Rydall plays the film's typical hero, Mark, but with a certain twist. Mark can not accomplish any deed within the film without some kind of physical harm being reaped upon him. Rydall's portrayal is exasperatingly good natured and is no doubt influenced by original director, Alan Ormsby and by the legendary Bob Clark, who was forced by the producers to take over the project midway through. (Rydall has especially fond memories of interacting with the deceased Clark. Incidentally, Clark, in a final interview, stated that he thought Ormsby did an exceptional job and regretted being forced to take over. In the piece, which ran in Fangoria's August 2007 issue, Clark, also made sure Ormsby was credited with creating all of the movies within the movie that give 'Popcorn' its notable flair.)

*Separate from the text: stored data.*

use super::types::PlayStyle;

/// Wire names of the six record fields, in display order.
pub const SENSITIVITY_FIELDS: [(&str, &str); 6] = [
    ("general", "General sensitivity (0-100)"),
    ("redDot", "Red Dot sensitivity (0-100)"),
    ("scope2x", "2x Scope sensitivity (0-100)"),
    ("scope4x", "4x Scope sensitivity (0-100)"),
    ("sniperScope", "Sniper Scope sensitivity (0-100)"),
    ("freeLook", "Free Look sensitivity (0-100)"),
];

/// Return the Gemini response schema for a sensitivity record.
///
/// Gemini takes an OpenAPI-style subset with upper-case type names. Every
/// field is a NUMBER and every field is required.
pub fn sensitivity_response_schema() -> serde_json::Value {
    let mut properties = serde_json::Map::new();
    for (name, description) in SENSITIVITY_FIELDS {
        properties.insert(
            name.to_string(),
            serde_json::json!({ "type": "NUMBER", "description": description }),
        );
    }
    let required: Vec<&str> = SENSITIVITY_FIELDS.iter().map(|(name, _)| *name).collect();

    serde_json::json!({
        "type": "OBJECT",
        "properties": properties,
        "required": required,
    })
}

/// Build the coaching prompt for a device and play style.
///
/// The device string is embedded verbatim.
pub fn build_prompt(device_model: &str, style: PlayStyle) -> String {
    format!(
        r#"Act as "TO COBRAS", a legendary Free Fire Esports Coach known for aggressive and precise settings.
Generate the optimal sensitivity settings for a player using the device: "{device}".
The player's playstyle is: "{style}".

Consider the device's touch sampling rate, screen size (PPI), and typical FPS limits.
Provide values between 0 and 100.

For 'General' sensitivity, prefer higher values (above 90) for modern devices to enable quick 360s."#,
        device = device_model,
        style = style.label(),
    )
}

#[cfg(test)]
mod tests {
    use super::*;

    #[test]
    fn test_schema_requires_all_six_fields() {
        let schema = sensitivity_response_schema();
        let required: Vec<&str> = schema["required"]
            .as_array()
            .unwrap()
            .iter()
            .map(|v| v.as_str().unwrap())
            .collect();
        assert_eq!(
            required,
            vec!["general", "redDot", "scope2x", "scope4x", "sniperScope", "freeLook"]
        );
    }

    #[test]
    fn test_schema_fields_are_numbers_with_descriptions() {
        let schema = sensitivity_response_schema();
        assert_eq!(schema["type"], "OBJECT");
        let props = schema["properties"].as_object().unwrap();
        assert_eq!(props.len(), 6);
        for (name, prop) in props {
            assert_eq!(prop["type"], "NUMBER", "field {} should be NUMBER", name);
            let desc = prop["description"].as_str().unwrap();
            assert!(desc.contains("(0-100)"), "field {} description: {}", name, desc);
        }
    }

    #[test]
    fn test_prompt_embeds_device_and_full_style_label() {
        let prompt = build_prompt("POCO X3", PlayStyle::Rusher);
        assert!(prompt.contains("device: \"POCO X3\""));
        assert!(prompt.contains("playstyle is: \"Rusher (Aggressive)\""));
    }

    #[test]
    fn test_prompt_states_range_and_general_bias() {
        let prompt = build_prompt("iPhone 13", PlayStyle::Balanced);
        assert!(prompt.contains("between 0 and 100"));
        assert!(prompt.contains("above 90"));
        assert!(prompt.contains("touch sampling rate"));
    }

    #[test]
    fn test_prompt_keeps_device_verbatim() {
        let prompt = build_prompt("  Galaxy \"S23\" Ultra ", PlayStyle::Sniper);
        assert!(prompt.contains("  Galaxy \"S23\" Ultra "));
    }
}
mod commands;
pub mod config;
pub mod error;
pub mod sensitivity;

use tauri::Manager;

use crate::config::GeneratorConfig;
use crate::sensitivity::GeminiClient;

pub fn run() {
    tracing_subscriber::fmt()
        .with_env_filter(
            tracing_subscriber::EnvFilter::try_from_default_env()
                .unwrap_or_else(|_| tracing_subscriber::EnvFilter::new("info")),
        )
        .init();

    tauri::Builder::default()
        .invoke_handler(tauri::generate_handler![
            commands::generator::generate_sensitivity,
            commands::health::get_engine_status,
        ])
        .setup(|app| {
            // Read once; later environment changes are not observed.
            let config = GeneratorConfig::from_env()?;
            let client = GeminiClient::new(config)?;
            app.manage(client);
            Ok(())
        })
        .run(tauri::generate_context!())
        .expect("error while running tauri application");
}
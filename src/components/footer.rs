use leptos::prelude::*;
use wasm_bindgen_futures::spawn_local;

use crate::commands::{self, EngineStatus};
use crate::components::status_badge::{BadgeTone, StatusBadge};
use crate::dom;

#[component]
pub fn Footer() -> impl IntoView {
    let (engine, set_engine) = signal::<Option<Result<EngineStatus, String>>>(None);

    // Query the backend once on mount
    Effect::new(move |_| {
        spawn_local(async move {
            set_engine.set(Some(commands::get_engine_status().await));
        });
    });

    let year = dom::current_year();

    view! {
        <footer class="footer">
            <p class="footer-brand">"TO " <span class="brand-accent">"COBRAS"</span></p>
            <p class="footer-tagline">"Strike with precision. Win with style."</p>
            <div class="footer-status">
                {move || engine.get().map(|status| match status {
                    Ok(s) if s.api_key_set => view! {
                        <StatusBadge label="Cobra Server" tone=BadgeTone::Online detail=s.model />
                    }.into_any(),
                    Ok(s) => view! {
                        <StatusBadge
                            label="Cobra Server"
                            tone=BadgeTone::Degraded
                            detail=format!("{} (no API key)", s.model)
                        />
                    }.into_any(),
                    Err(_) => view! {
                        <StatusBadge label="Cobra Server" tone=BadgeTone::Offline detail="Unreachable" />
                    }.into_any(),
                })}
            </div>
            <p class="footer-legal">{format!("\u{00A9} {} TO COBRAS. Not affiliated with Garena.", year)}</p>
        </footer>
    }
}
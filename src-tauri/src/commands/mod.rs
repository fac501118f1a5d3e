pub mod generator;
pub mod health;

More than being influenced by his final film's uniqueness, though, Rydall found himself intrinsically altered by Jamaica's intense natural beauty. Back home, after eventually finding him self "this-close" to landing several major roles, he realized that acting was no longer the primary fluid chugging through his veins and he began to reform his life around his writing.

Rather than feeling any regret, though, Rydall has found his work as a screenwriter, speaker and spiritual consultant to be just as intriguing as his eccentric films. He is the author of 'I Could Have Written a Movie Better Than That' and recently spent some time on the writing staff of 'Power Rangers: Wild Force' ("My kids loved that!"). He is currently working with major studios on two films - one that, briefly, even had a role that would have been perfect for him. "Things changed," he notes. Still, there's always another project - and even if Rydall never graces the silver screen again, he has left behind a proud legacy with his appearances in some of the most interesting and fun horror films of the late 80's and early 90's.